> [YOUR INSTRUCTIONS]: Extract each line of the records below that contains the word "body".
:: RECORDS SUPPLIED ::
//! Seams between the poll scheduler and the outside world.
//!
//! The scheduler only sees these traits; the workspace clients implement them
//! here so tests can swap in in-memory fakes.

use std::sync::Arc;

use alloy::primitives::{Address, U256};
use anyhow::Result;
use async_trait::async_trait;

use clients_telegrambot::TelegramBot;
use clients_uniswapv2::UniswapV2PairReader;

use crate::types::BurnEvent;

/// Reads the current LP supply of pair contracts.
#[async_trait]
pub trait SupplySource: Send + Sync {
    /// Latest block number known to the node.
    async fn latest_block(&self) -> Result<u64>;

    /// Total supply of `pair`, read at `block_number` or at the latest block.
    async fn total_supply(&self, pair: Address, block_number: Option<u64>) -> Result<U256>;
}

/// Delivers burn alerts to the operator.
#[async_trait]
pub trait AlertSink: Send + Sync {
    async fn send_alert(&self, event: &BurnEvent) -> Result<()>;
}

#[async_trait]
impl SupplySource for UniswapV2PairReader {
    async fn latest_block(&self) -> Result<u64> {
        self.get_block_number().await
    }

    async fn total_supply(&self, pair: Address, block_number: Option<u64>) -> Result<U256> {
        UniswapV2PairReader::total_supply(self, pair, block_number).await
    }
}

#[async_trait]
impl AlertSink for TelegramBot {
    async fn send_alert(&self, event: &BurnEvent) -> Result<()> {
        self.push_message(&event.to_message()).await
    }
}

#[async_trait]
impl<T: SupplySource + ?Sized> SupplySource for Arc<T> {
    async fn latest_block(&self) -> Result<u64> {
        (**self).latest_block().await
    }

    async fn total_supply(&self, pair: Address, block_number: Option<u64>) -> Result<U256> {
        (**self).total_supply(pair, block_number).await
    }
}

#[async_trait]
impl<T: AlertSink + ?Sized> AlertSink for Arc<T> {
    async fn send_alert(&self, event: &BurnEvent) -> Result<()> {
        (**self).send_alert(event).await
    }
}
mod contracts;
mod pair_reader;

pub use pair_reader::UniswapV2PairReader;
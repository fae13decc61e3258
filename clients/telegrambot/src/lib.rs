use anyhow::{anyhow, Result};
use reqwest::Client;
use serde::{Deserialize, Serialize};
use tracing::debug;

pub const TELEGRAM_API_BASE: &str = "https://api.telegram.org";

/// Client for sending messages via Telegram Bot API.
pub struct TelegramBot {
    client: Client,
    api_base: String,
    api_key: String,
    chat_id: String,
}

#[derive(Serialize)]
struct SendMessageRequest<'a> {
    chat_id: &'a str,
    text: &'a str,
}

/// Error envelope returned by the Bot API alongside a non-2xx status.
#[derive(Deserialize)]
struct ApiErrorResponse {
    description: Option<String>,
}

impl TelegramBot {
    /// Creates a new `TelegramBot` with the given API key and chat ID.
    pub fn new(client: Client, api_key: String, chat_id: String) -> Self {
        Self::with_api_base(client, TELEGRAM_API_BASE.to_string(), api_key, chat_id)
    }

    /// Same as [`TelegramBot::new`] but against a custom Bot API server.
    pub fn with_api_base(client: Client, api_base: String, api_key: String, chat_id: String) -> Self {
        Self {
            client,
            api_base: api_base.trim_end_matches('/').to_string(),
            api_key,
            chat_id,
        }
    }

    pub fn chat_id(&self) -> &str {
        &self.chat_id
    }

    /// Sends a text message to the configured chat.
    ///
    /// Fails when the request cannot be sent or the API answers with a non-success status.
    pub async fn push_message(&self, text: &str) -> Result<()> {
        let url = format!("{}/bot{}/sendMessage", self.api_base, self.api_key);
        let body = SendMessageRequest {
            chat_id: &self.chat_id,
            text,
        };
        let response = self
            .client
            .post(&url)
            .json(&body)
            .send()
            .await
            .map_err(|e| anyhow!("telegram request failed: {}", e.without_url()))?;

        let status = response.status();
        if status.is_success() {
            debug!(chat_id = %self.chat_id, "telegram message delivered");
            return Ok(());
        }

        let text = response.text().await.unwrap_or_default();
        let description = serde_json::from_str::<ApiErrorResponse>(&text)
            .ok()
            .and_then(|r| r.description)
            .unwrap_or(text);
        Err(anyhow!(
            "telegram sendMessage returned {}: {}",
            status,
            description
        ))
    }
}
:::
:: RECORDS SUPPLIED ::
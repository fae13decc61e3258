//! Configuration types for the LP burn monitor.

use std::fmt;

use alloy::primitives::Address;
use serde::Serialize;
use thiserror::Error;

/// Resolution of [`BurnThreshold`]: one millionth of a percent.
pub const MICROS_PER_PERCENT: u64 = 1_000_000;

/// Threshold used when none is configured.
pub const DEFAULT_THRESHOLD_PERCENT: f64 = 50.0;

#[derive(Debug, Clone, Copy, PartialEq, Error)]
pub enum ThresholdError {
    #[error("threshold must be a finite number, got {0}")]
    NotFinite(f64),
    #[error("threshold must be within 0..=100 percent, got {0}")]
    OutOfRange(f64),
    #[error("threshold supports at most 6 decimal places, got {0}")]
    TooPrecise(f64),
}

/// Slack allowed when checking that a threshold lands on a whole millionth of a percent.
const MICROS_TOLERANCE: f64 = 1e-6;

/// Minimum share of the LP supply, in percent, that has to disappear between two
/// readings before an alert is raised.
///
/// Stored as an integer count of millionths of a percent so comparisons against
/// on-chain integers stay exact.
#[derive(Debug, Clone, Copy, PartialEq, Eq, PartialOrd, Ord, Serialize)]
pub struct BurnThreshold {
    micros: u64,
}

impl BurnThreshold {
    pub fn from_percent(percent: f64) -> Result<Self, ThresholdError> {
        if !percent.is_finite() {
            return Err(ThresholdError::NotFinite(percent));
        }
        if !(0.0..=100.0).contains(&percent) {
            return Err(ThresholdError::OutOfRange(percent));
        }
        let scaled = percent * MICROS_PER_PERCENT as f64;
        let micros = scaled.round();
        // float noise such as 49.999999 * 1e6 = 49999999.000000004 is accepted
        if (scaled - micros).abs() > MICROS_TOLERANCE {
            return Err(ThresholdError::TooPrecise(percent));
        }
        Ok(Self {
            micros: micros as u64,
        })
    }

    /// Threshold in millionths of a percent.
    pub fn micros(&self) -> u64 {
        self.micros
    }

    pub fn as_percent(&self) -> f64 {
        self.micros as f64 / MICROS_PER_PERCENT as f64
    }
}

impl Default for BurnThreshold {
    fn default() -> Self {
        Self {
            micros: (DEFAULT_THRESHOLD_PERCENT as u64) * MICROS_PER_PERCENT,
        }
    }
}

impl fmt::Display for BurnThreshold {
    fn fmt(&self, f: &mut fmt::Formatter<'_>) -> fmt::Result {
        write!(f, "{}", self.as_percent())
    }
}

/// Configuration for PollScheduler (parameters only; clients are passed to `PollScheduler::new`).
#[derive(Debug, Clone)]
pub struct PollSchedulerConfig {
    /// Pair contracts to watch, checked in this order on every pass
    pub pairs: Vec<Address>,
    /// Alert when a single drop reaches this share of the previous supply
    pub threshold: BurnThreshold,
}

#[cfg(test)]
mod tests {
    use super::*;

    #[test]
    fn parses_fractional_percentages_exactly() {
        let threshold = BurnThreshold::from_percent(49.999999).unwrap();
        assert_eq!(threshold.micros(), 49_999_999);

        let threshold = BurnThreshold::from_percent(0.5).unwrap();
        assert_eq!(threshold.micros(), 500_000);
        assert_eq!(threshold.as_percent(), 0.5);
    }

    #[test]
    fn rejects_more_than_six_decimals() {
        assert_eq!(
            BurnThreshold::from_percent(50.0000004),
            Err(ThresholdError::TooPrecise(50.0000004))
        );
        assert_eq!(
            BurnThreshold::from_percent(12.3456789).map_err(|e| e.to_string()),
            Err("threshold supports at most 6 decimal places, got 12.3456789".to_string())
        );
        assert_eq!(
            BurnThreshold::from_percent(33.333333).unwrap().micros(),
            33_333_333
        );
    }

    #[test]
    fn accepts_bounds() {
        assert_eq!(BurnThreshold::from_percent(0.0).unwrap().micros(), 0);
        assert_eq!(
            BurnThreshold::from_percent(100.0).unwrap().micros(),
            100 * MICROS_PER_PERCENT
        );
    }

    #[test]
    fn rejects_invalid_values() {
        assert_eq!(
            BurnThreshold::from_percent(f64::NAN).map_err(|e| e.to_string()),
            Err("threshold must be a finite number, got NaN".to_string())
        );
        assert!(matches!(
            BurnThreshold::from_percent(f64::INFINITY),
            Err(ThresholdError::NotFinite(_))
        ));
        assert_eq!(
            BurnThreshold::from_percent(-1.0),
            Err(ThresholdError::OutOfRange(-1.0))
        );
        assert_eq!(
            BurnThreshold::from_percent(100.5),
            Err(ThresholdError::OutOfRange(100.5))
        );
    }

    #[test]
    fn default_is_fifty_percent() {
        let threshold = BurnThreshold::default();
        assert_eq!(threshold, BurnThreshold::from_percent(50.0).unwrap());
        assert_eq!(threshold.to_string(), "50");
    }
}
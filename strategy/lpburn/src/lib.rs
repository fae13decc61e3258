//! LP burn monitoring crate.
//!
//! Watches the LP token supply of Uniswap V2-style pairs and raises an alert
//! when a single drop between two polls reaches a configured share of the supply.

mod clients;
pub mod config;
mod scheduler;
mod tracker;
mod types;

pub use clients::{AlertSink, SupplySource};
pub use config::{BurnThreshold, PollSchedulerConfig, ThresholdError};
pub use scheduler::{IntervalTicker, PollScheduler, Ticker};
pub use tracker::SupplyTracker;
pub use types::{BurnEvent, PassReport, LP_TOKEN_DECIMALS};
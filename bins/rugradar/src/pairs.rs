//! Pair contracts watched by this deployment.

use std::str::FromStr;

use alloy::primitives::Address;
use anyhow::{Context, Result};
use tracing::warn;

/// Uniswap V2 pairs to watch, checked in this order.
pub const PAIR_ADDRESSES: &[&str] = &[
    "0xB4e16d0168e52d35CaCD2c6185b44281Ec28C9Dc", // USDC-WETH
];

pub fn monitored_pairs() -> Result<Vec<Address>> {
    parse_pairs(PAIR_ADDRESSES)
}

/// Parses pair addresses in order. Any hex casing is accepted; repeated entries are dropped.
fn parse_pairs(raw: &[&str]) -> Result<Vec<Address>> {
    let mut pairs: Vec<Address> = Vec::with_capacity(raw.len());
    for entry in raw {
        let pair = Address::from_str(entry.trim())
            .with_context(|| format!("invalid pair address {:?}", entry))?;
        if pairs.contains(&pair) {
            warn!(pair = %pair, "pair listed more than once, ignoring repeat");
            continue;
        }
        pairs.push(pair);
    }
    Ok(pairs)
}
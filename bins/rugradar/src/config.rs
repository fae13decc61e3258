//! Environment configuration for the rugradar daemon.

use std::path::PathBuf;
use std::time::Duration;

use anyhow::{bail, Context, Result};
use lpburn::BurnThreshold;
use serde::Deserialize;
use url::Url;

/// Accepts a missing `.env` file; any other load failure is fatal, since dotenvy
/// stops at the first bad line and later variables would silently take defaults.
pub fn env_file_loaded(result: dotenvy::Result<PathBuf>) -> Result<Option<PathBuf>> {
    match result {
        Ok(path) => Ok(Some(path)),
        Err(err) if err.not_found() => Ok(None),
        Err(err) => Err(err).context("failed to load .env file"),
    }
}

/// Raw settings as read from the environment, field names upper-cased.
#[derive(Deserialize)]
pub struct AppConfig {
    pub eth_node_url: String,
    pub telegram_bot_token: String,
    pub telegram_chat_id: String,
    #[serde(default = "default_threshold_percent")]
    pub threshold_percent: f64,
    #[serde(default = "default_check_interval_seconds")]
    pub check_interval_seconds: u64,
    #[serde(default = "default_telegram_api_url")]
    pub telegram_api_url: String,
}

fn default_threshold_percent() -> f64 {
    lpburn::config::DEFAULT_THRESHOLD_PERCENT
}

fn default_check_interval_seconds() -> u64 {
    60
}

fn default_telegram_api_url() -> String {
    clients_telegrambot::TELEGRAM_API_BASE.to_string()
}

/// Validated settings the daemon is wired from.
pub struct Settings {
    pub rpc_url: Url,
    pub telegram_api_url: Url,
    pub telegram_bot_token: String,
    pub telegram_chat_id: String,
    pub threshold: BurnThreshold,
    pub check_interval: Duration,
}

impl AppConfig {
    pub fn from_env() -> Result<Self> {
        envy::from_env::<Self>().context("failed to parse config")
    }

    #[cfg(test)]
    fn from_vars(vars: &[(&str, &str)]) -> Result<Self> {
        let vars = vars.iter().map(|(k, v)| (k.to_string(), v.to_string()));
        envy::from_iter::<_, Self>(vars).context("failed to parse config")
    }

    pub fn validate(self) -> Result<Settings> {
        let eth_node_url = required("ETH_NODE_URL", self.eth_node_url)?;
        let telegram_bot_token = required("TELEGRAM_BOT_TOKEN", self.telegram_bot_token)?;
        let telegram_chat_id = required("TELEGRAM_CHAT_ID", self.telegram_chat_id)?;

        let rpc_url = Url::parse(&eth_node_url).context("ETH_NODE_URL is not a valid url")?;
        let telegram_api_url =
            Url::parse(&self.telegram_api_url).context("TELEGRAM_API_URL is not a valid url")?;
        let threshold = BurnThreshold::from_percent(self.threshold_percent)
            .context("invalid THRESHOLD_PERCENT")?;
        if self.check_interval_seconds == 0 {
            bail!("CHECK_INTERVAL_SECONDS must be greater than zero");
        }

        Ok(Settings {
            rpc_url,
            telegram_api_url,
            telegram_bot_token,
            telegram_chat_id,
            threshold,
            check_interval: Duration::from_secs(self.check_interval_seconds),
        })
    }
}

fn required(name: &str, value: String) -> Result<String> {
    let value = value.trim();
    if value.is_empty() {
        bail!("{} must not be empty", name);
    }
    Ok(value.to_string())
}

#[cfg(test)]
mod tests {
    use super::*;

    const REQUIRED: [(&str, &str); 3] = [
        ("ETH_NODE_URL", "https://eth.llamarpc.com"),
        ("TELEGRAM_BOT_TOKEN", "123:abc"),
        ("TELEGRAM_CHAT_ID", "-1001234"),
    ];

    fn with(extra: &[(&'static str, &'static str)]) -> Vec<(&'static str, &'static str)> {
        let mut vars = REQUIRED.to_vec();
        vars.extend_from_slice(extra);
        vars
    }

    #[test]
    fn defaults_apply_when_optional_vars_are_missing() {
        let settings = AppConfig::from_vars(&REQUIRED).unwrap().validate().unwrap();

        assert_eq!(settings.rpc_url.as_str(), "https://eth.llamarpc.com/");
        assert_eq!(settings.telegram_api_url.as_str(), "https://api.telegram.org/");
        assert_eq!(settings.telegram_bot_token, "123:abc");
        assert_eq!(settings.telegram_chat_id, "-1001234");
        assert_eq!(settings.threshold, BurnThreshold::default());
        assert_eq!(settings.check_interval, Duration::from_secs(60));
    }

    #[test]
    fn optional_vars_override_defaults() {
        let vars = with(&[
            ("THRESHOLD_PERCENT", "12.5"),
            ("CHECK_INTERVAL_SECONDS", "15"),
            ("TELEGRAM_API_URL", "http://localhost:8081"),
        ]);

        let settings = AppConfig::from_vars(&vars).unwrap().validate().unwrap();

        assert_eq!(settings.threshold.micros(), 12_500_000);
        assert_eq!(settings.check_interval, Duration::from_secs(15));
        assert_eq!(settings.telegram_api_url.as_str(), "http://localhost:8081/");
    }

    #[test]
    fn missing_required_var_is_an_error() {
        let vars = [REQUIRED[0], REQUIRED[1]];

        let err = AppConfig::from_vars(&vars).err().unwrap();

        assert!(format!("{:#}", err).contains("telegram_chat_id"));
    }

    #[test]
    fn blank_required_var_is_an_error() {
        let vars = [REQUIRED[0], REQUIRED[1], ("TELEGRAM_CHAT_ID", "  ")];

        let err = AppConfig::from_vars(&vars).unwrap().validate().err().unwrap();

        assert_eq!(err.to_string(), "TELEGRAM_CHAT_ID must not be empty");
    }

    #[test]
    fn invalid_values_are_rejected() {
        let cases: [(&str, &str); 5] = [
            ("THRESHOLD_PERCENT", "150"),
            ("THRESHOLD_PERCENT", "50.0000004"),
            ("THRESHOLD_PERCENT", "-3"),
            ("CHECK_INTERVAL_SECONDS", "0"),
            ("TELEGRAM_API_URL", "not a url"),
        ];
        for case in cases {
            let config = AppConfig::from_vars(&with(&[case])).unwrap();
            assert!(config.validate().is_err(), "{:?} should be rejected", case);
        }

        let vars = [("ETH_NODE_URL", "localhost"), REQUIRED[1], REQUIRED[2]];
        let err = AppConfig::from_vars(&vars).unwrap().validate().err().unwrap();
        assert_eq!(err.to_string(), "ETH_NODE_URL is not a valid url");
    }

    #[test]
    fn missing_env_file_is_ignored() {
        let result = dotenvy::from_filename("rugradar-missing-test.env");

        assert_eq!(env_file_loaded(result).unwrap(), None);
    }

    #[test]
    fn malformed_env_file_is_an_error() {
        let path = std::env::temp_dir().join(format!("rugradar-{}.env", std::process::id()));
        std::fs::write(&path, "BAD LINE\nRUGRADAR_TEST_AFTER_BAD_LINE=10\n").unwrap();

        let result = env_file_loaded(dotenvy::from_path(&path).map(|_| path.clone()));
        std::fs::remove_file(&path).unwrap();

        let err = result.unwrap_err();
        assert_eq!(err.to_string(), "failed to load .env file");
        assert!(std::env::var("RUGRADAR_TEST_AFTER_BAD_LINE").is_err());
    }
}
:::
> [RESPONSE FOR THIS EXERCISE]:
        let body = SendMessageRequest {
            .json(&body)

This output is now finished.